Leitmotif, nada mais sendo do que uma música que representa um evento, personagem ou ponto da história. Em “Elfen Lied”, o final ambíguo abre margem para a interpretação que a heroína “Lucy”, alvejada por uma chuva de balas na cena anterior, sobreviveu, mas de uma maneira diferente. “Lilium”, abertura e tema de Lucy, uma adaptação contagiante em um misto de latim clássico e eclesiástico, toca sempre que a personagem precisa utilizar seus poderes, tal como em momentos dramáticos, como nos últimos segundos da animação — uma figura aparece na porta, a canção de repente para e um relógio quebrado volta a funcionar: Lucy, enquanto seu lado “mal” e com poderes, morreu. Porém, sua personalidade pura e inocente, “Nyu”, teria subsistido — ou, conforme a letra de Lilium, atravessado e sido aprovada no julgamento (probatus).
Beatus vir qui suffert tentationem, / Santo é o homem que persevera a tentação
Quoniam cum probatus fuerit accipiet coronam vitae / Pois, aprovado ao julgamento, receberá a coroa da vida
Trecho de “Lilium” performado por Kukimo Noma para Elfen Lied, retirado do original do católico em latim de Tiago 1:12; tradução própria.
Mas e se as cartas estivessem entregues na mesa desde a abertura?
Your Lie In April
Em Your Lie in April, Arima Kousei é um garoto de 14 anos, prodígio do piano, porém, que parou de tocar em decorrência de um trauma, após a morte de sua mãe. Tudo começa a mudar quando conhece a violinista Kaori Miyazono, que lhe retoma as cores e vontade de se apresentar.
Ocorre que a jovem heroína possui uma doença que a adoenta profundamente, algo que se descobre na metade da trama, sem antes entregar inúmeras pistas sutis do que está por vir: o agravamento de seu estado até a inevitável morte.

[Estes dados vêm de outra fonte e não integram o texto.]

//! Custom attributes supplied from XML.
//!
//! ```xml
//! <linker>
//!   <assembly fullname="*">
//!     <type fullname="System.Diagnostics.CodeAnalysis.DynamicDependencyAttribute"
//!           internal="RemoveAttributeInstances" />
//!   </assembly>
//!   <assembly fullname="App">
//!     <type fullname="App.Reflection">
//!       <attribute fullname="System.Diagnostics.CodeAnalysis.RequiresUnreferencedCodeAttribute">
//!         <argument>Uses reflection</argument>
//!         <property name="Url">https://example.org/trim</property>
//!       </attribute>
//!       <method name="Load">
//!         <attribute fullname="App.PreserveAttribute" assembly="App" />
//!       </method>
//!     </type>
//!   </assembly>
//! </linker>
//! ```

use log::debug;

use crate::{
    graph::{AttributeArgument, CustomAttribute, SymbolId, SymbolKind, SymbolRef},
    linker::{
        descriptor::{self, DescriptorSource},
        diagnostics::codes,
        LinkContext, Step,
    },
    utils::XmlElement,
    Result,
};

const REMOVE_ATTRIBUTE_INSTANCES: &str = "RemoveAttributeInstances";

/// Attaches supplementary attributes to symbols before marking looks at them.
#[derive(Debug, Clone)]
pub struct LinkAttributesStep {
    source: DescriptorSource,
}

impl LinkAttributesStep {
    /// Creates the step for an attribute definition document.
    #[must_use]
    pub fn new(source: DescriptorSource) -> Self {
        LinkAttributesStep { source }
    }
}

impl Step for LinkAttributesStep {
    fn name(&self) -> &'static str {
        "LinkAttributesStep"
    }

    fn process(&mut self, ctx: &mut LinkContext) -> Result<()> {
        debug!("Processing attribute definitions {}", self.source.name);
        let root = self.source.parse()?;
        let source = &self.source;

        for (element, module) in descriptor::assemblies(ctx, source, &root)? {
            apply_attributes(ctx, source, element, module);
            for child in element.children_named("type") {
                if descriptor::should_process(ctx, source, child) {
                    process_type(ctx, source, child, module, None);
                }
            }
        }
        Ok(())
    }
}

fn process_type(
    ctx: &mut LinkContext,
    source: &DescriptorSource,
    element: &XmlElement,
    module: SymbolId,
    parent: Option<SymbolId>,
) {
    let name_attribute = if parent.is_some() { "name" } else { "fullname" };
    let Some(pattern) = element.non_empty_attr(name_attribute) else {
        ctx.warn(
            codes::XML_INVALID,
            format!("Type element without '{name_attribute}'"),
            &source.origin(element),
        );
        return;
    };
    let types = descriptor::find_types(&ctx.graph, module, parent, pattern);
    if types.is_empty() {
        ctx.warn(
            codes::XML_TYPE_NOT_FOUND,
            format!(
                "Could not resolve type '{pattern}' in assembly '{}'",
                ctx.graph.module_info(module).assembly
            ),
            &source.origin(element),
        );
        return;
    }

    for ty in types {
        match element.non_empty_attr("internal") {
            Some(REMOVE_ATTRIBUTE_INSTANCES) => ctx.attributes.mark_removable(ty),
            Some(other) => ctx.warn(
                codes::XML_INVALID,
                format!("Unrecognized internal attribute '{other}'"),
                &source.origin(element),
            ),
            None => {}
        }
        apply_attributes(ctx, source, element, ty);

        for child in &element.children {
            if !descriptor::should_process(ctx, source, child) {
                continue;
            }
            if child.name == "type" {
                process_type(ctx, source, child, module, Some(ty));
                continue;
            }
            let Some(kind) = descriptor::member_kind(&child.name) else {
                continue;
            };
            process_member(ctx, source, child, ty, kind);
        }
    }
}

fn process_member(
    ctx: &mut LinkContext,
    source: &DescriptorSource,
    element: &XmlElement,
    ty: SymbolId,
    kind: SymbolKind,
) {
    let members = descriptor::find_members(&ctx.graph, ty, kind, element);
    if members.is_empty() {
        ctx.warn(
            codes::XML_MEMBER_NOT_FOUND,
            format!(
                "Could not find {} '{}' on type '{}'",
                element.name,
                element
                    .non_empty_attr("signature")
                    .or_else(|| element.non_empty_attr("name"))
                    .unwrap_or_default(),
                ctx.graph.symbol(ty).full_name
            ),
            &source.origin(element),
        );
    }
    for member in members {
        apply_attributes(ctx, source, element, member);
    }
}

fn apply_attributes(
    ctx: &mut LinkContext,
    source: &DescriptorSource,
    element: &XmlElement,
    target: SymbolId,
) {
    for child in element.children_named("attribute") {
        if !descriptor::should_process(ctx, source, child) {
            continue;
        }
        match parse_attribute(ctx, child, target) {
            Some(attribute) => {
                debug!(
                    "Adding {} to {}",
                    attribute.attribute_type,
                    ctx.graph.symbol(target).full_name
                );
                ctx.attributes.add_supplementary(target, attribute);
            }
            None => ctx.warn(
                codes::XML_INVALID,
                "Attribute element without 'fullname'",
                &source.origin(child),
            ),
        }
    }
}

fn parse_attribute(ctx: &LinkContext, element: &XmlElement, target: SymbolId) -> Option<CustomAttribute> {
    let fullname = element.non_empty_attr("fullname")?;
    let assembly = element
        .non_empty_attr("assembly")
        .map(descriptor::assembly_name)
        .map(str::to_string)
        .unwrap_or_else(|| defining_assembly(ctx, fullname, target));

    let mut attribute = CustomAttribute::new(SymbolRef::new(assembly, fullname));
    for argument in element.children_named("argument") {
        attribute = attribute.with_argument(parse_argument(argument));
    }
    for property in element.children_named("property") {
        if let Some(name) = property.non_empty_attr("name") {
            attribute = attribute.with_named(name, parse_argument(property));
        }
    }
    Some(attribute)
}

/// The first loaded assembly defining `full_name`, else the assembly of the target.
fn defining_assembly(ctx: &LinkContext, full_name: &str, target: SymbolId) -> String {
    ctx.graph
        .modules()
        .iter()
        .map(|module| ctx.graph.module_info(*module).assembly.as_str())
        .find(|assembly| {
            ctx.graph
                .find(&SymbolRef::new(*assembly, full_name))
                .is_some()
        })
        .unwrap_or_else(|| ctx.graph.assembly_of(target))
        .to_string()
}

fn parse_argument(element: &XmlElement) -> AttributeArgument {
    let text = element.text.trim();
    match element.non_empty_attr("type") {
        Some("System.Boolean") => text
            .to_ascii_lowercase()
            .parse()
            .map_or_else(|_| AttributeArgument::String(text.to_string()), AttributeArgument::Bool),
        Some(
            "System.Int32" | "System.Int64" | "System.Int16" | "System.SByte" | "System.Byte"
            | "System.UInt16" | "System.UInt32",
        ) => text
            .parse()
            .map_or_else(|_| AttributeArgument::String(text.to_string()), AttributeArgument::Int),
        _ if element.attr("null").is_some_and(|v| v.eq_ignore_ascii_case("true")) => {
            AttributeArgument::Null
        }
        _ => AttributeArgument::String(text.to_string()),
    }
}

A primeira abertura do show, “Hikaru Nara” (Se brilharmos), performada por Goose House, é um banho de símbolos em overashadowing para quem assiste Shigatsu wa Kimi no Uso. Durante um minuto e meio, quase que pela música inteira, Kaori mantém os olhos fechados, abrindo-os somente para olhar para Kousei — pois, apesar de ter um encontro com seu amigo Watari, é só para ele que ela tem olhos. A violinista tenta se manter vívida até o fim, brincando, mas está enfraquecida. Além de passar o tempo todo “dormindo”, não consegue se manter em pé em um momento e cai, espalhando penas de uma ave branca. Eventualmente, Arima comenta como a amiga é leve, algo motivado pela doença, o que é representado pela garota em queda na abertura, além do momento que Kousei a pega nos braços, sendo comparada com uma pluma.
Somado a isso, Tsubaki, é pega entreolhando Kousei algumas vezes e chora relembrando seus momentos juntos, aludindo ao momento em que confessa seus sentimentos pelo rapaz. No entanto, assim como Watari, ela é uma observadora nessa história de amor, ficando sempre entre o casal de músicos nas cenas do quarteto. Ainda de olhos fechados, Kaori remete ao título do anime ao gesticular como quem pedisse um segredo, ou seja, “a sua mentira em abril”.
Ao fim, esse anime, que se passa todo na primavera japonesa, a ressaltar as cerejeiras desabrochando nos primeiros segundos, tem seu desfecho com a chegada do verão, anunciada pelos vagalumes, que, além de símbolos do amor, também representam as almas dos soldados mortos na guerra, uma alusão já utilizada em Hotaru no Haka (1988). Após isso, virão outras primaveras, e como Kousei bem marca:
A primavera está por vir, a estação em que te conheci; uma primavera sem você.